→ Task requirements
Return the data below in full, exactly as it stands.

[[ Data provided open ]]

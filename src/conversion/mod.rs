//! Host Value <-> engine-native value conversion (spec §4.6).
//!
//! One submodule per engine; each direction is a free function so the
//! evaluators stay thin dispatchers over these. Every function rejects
//! values it cannot faithfully round-trip with `EvalError::ConversionFailed`
//! naming the offending type, rather than lossily coercing.

pub mod json;
pub mod rhai;
pub mod starlark;
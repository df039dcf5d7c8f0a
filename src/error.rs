//! Error types for the engine-agnostic pipeline.
//!
//! Every component gets its own closed, `thiserror`-derived error enum so
//! callers can pattern-match on a specific inner kind. [`PolyscriptError`]
//! wraps them all via `#[from]` for callers that just want one type.

use thiserror::Error;

/// Errors raised while producing a byte stream for script source.
#[derive(Error, Debug)]
pub enum LoaderError {
    #[error("unsupported source scheme: {0}")]
    UnsupportedScheme(String),

    #[error("script not available: HTTP {status}")]
    ScriptNotAvailable { status: u16 },

    #[error("source input is empty or whitespace-only")]
    InputEmpty,

    #[error("I/O failure reading source")]
    Io(#[source] anyhow::Error),
}

/// Errors raised by a [`crate::provider::DataProvider`].
#[derive(Error, Debug)]
pub enum ProviderError {
    #[error("unit has no data provider configured")]
    NoProvider,

    #[error("provider failed to assemble bundle: {message}")]
    ProviderError {
        message: String,
        #[source]
        source: Option<anyhow::Error>,
    },

    #[error("static provider cannot be extended; compose it behind a context provider")]
    StaticNotExtendable,
}

impl ProviderError {
    pub fn provider(message: impl Into<String>) -> Self {
        Self::ProviderError {
            message: message.into(),
            source: None,
        }
    }

    pub fn provider_with_source(message: impl Into<String>, source: anyhow::Error) -> Self {
        Self::ProviderError {
            message: message.into(),
            source: Some(source),
        }
    }
}

/// Errors raised while compiling source into a [`crate::unit::Bytecode`] artifact.
#[derive(Error, Debug)]
pub enum CompileError {
    #[error("source content is nil")]
    ContentNil,

    #[error("source produced no executable instructions")]
    NoInstructions,

    #[error("validation failed: {message}")]
    ValidationFailed {
        message: String,
        #[source]
        source: Option<anyhow::Error>,
    },

    #[error("compiler produced nil bytecode")]
    BytecodeNil,

    #[error("failed to create executable artifact: {message}")]
    ExecCreationFailed {
        message: String,
        #[source]
        source: Option<anyhow::Error>,
    },
}

impl CompileError {
    pub fn validation_failed(message: impl Into<String>, source: anyhow::Error) -> Self {
        Self::ValidationFailed {
            message: message.into(),
            source: Some(source),
        }
    }

    pub fn exec_creation_failed(message: impl Into<String>, source: anyhow::Error) -> Self {
        Self::ExecCreationFailed {
            message: message.into(),
            source: Some(source),
        }
    }
}

/// Errors raised while building an [`crate::unit::ExecutableUnit`].
#[derive(Error, Debug)]
pub enum UnitError {
    #[error("compiler is nil")]
    CompilerNil,

    #[error("loader I/O failed")]
    LoaderIo(#[source] anyhow::Error),

    #[error("failed to close loader stream")]
    LoaderClose(#[source] anyhow::Error),

    #[error(transparent)]
    Compile(#[from] CompileError),

    #[error(transparent)]
    Loader(#[from] LoaderError),
}

/// Errors raised by a [`crate::evaluator::Evaluator`].
#[derive(Error, Debug)]
pub enum EvalError {
    #[error("executable unit is nil")]
    UnitNil,

    #[error("bytecode is nil")]
    BytecodeNil,

    #[error("engine mismatch: evaluator expects {expected}, unit is {actual}")]
    EngineMismatch { expected: String, actual: String },

    #[error("executable unit id is empty")]
    IdEmpty,

    #[error("value conversion failed: {0}")]
    ConversionFailed(String),

    #[error("runtime error: {message}")]
    RuntimeError {
        message: String,
        #[source]
        source: Option<anyhow::Error>,
    },

    #[error("evaluation cancelled")]
    Cancelled,

    #[error(transparent)]
    Provider(#[from] ProviderError),
}

impl EvalError {
    pub fn runtime(message: impl Into<String>, source: anyhow::Error) -> Self {
        Self::RuntimeError {
            message: message.into(),
            source: Some(source),
        }
    }

    pub fn runtime_simple(message: impl Into<String>) -> Self {
        Self::RuntimeError {
            message: message.into(),
            source: None,
        }
    }
}

/// Errors raised by the engine dispatch factory.
#[derive(Error, Debug)]
pub enum DispatchError {
    #[error("unknown engine discriminator: {0}")]
    UnknownEngine(String),

    #[error("options type mismatch for engine {engine}: expected {expected}")]
    OptionsTypeMismatch { engine: String, expected: String },
}

/// Unifying error type for callers who want a single type to match on while
/// still being able to downcast to the specific inner kind via `#[source]`.
#[derive(Error, Debug)]
pub enum PolyscriptError {
    #[error(transparent)]
    Loader(#[from] LoaderError),

    #[error(transparent)]
    Provider(#[from] ProviderError),

    #[error(transparent)]
    Compile(#[from] CompileError),

    #[error(transparent)]
    Unit(#[from] UnitError),

    #[error(transparent)]
    Eval(#[from] EvalError),

    #[error(transparent)]
    Dispatch(#[from] DispatchError),
}

impl PolyscriptError {
    /// Render the full error chain top-to-bottom, one cause per line.
    pub fn inspect(&self) -> String {
        let mut out = self.to_string();
        let mut source = std::error::Error::source(self);
        while let Some(err) = source {
            out.push_str("\ncaused by: ");
            out.push_str(&err.to_string());
            source = err.source();
        }
        out
    }
}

[[ Data provided closed ]]

→ Solved problem
filename src/conversion/mod.rs
//! Host Value <-> engine-native value conversion (spec §4.6).
//!
//! One submodule per engine; each direction is a free function so the
//! evaluators stay thin dispatchers over these. Every function rejects
//! values it cannot faithfully round-trip with `EvalError::ConversionFailed`
//! naming the offending type, rather than lossily coercing.

pub mod json;
pub mod rhai;
pub mod starlark;
repository df039dcf5d7c8f0a
filename src/error.rs
//! Error types for the engine-agnostic pipeline.
//!
//! Every component gets its own closed, `thiserror`-derived error enum so
//! callers can pattern-match on a specific inner kind. [`PolyscriptError`]
//! wraps them all via `#[from]` for callers that just want one type.

use thiserror::Error;

/// Errors raised while producing a byte stream for script source.
#[derive(Error, Debug)]
pub enum LoaderError {
    #[error("unsupported source scheme: {0}")]
    UnsupportedScheme(String),

    #[error("script not available: HTTP {status}")]
    ScriptNotAvailable { status: u16 },

    #[error("source input is empty or whitespace-only")]
    InputEmpty,

    #[error("I/O failure reading source")]
    Io(#[source] anyhow::Error),
}

/// Errors raised by a [`crate::provider::DataProvider`].
#[derive(Error, Debug)]
pub enum ProviderError {
    #[error("unit has no data provider configured")]
    NoProvider,

    #[error("provider failed to assemble bundle: {message}")]
    ProviderError {
        message: String,
        #[source]
        source: Option<anyhow::Error>,
    },

    #[error("static provider cannot be extended; compose it behind a context provider")]
    StaticNotExtendable,
}

impl ProviderError {
    pub fn provider(message: impl Into<String>) -> Self {
        Self::ProviderError {
            message: message.into(),
            source: None,
        }
    }

    pub fn provider_with_source(message: impl Into<String>, source: anyhow::Error) -> Self {
        Self::ProviderError {
            message: message.into(),
            source: Some(source),
        }
    }
}

/// Errors raised while compiling source into a [`crate::unit::Bytecode`] artifact.
#[derive(Error, Debug)]
pub enum CompileError {
    #[error("source content is nil")]
    ContentNil,

    #[error("source produced no executable instructions")]
    NoInstructions,

    #[error("validation failed: {message}")]
    ValidationFailed {
        message: String,
        #[source]
        source: Option<anyhow::Error>,
    },

    #[error("compiler produced nil bytecode")]
    BytecodeNil,

    #[error("failed to create executable artifact: {message}")]
    ExecCreationFailed {
        message: String,
        #[source]
        source: Option<anyhow::Error>,
    },
}

impl CompileError {
    pub fn validation_failed(message: impl Into<String>, source: anyhow::Error) -> Self {
        Self::ValidationFailed {
            message: message.into(),
            source: Some(source),
        }
    }

    pub fn exec_creation_failed(message: impl Into<String>, source: anyhow::Error) -> Self {
        Self::ExecCreationFailed {
            message: message.into(),
            source: Some(source),
        }
    }
}

/// Errors raised while building an [`crate::unit::ExecutableUnit`].
#[derive(Error, Debug)]
pub enum UnitError {
    #[error("compiler is nil")]
    CompilerNil,

    #[error("loader I/O failed")]
    LoaderIo(#[source] anyhow::Error),

    #[error("failed to close loader stream")]
    LoaderClose(#[source] anyhow::Error),

    #[error(transparent)]
    Compile(#[from] CompileError),

    #[error(transparent)]
    Loader(#[from] LoaderError),
}

/// Errors raised by a [`crate::evaluator::Evaluator`].
#[derive(Error, Debug)]
pub enum EvalError {
    #[error("executable unit is nil")]
    UnitNil,

    #[error("bytecode is nil")]
    BytecodeNil,

    #[error("engine mismatch: evaluator expects {expected}, unit is {actual}")]
    EngineMismatch { expected: String, actual: String },

    #[error("executable unit id is empty")]
    IdEmpty,

    #[error("value conversion failed: {0}")]
    ConversionFailed(String),

    #[error("runtime error: {message}")]
    RuntimeError {
        message: String,
        #[source]
        source: Option<anyhow::Error>,
    },

    #[error("evaluation cancelled")]
    Cancelled,

    #[error(transparent)]
    Provider(#[from] ProviderError),
}

impl EvalError {
    pub fn runtime(message: impl Into<String>, source: anyhow::Error) -> Self {
        Self::RuntimeError {
            message: message.into(),
            source: Some(source),
        }
    }

    pub fn runtime_simple(message: impl Into<String>) -> Self {
        Self::RuntimeError {
            message: message.into(),
            source: None,
        }
    }
}

/// Errors raised by the engine dispatch factory.
#[derive(Error, Debug)]
pub enum DispatchError {
    #[error("unknown engine discriminator: {0}")]
    UnknownEngine(String),

    #[error("options type mismatch for engine {engine}: expected {expected}")]
    OptionsTypeMismatch { engine: String, expected: String },
}

/// Unifying error type for callers who want a single type to match on while
/// still being able to downcast to the specific inner kind via `#[source]`.
#[derive(Error, Debug)]
pub enum PolyscriptError {
    #[error(transparent)]
    Loader(#[from] LoaderError),

    #[error(transparent)]
    Provider(#[from] ProviderError),

    #[error(transparent)]
    Compile(#[from] CompileError),

    #[error(transparent)]
    Unit(#[from] UnitError),

    #[error(transparent)]
    Eval(#[from] EvalError),

    #[error(transparent)]
    Dispatch(#[from] DispatchError),
}

impl PolyscriptError {
    /// Render the full error chain top-to-bottom, one cause per line.
    pub fn inspect(&self) -> String {
        let mut out = self.to_string();
        let mut source = std::error::Error::source(self);
        while let Some(err) = source {
            out.push_str("\ncaused by: ");
            out.push_str(&err.to_string());
            source = err.source();
        }
        out
    }
}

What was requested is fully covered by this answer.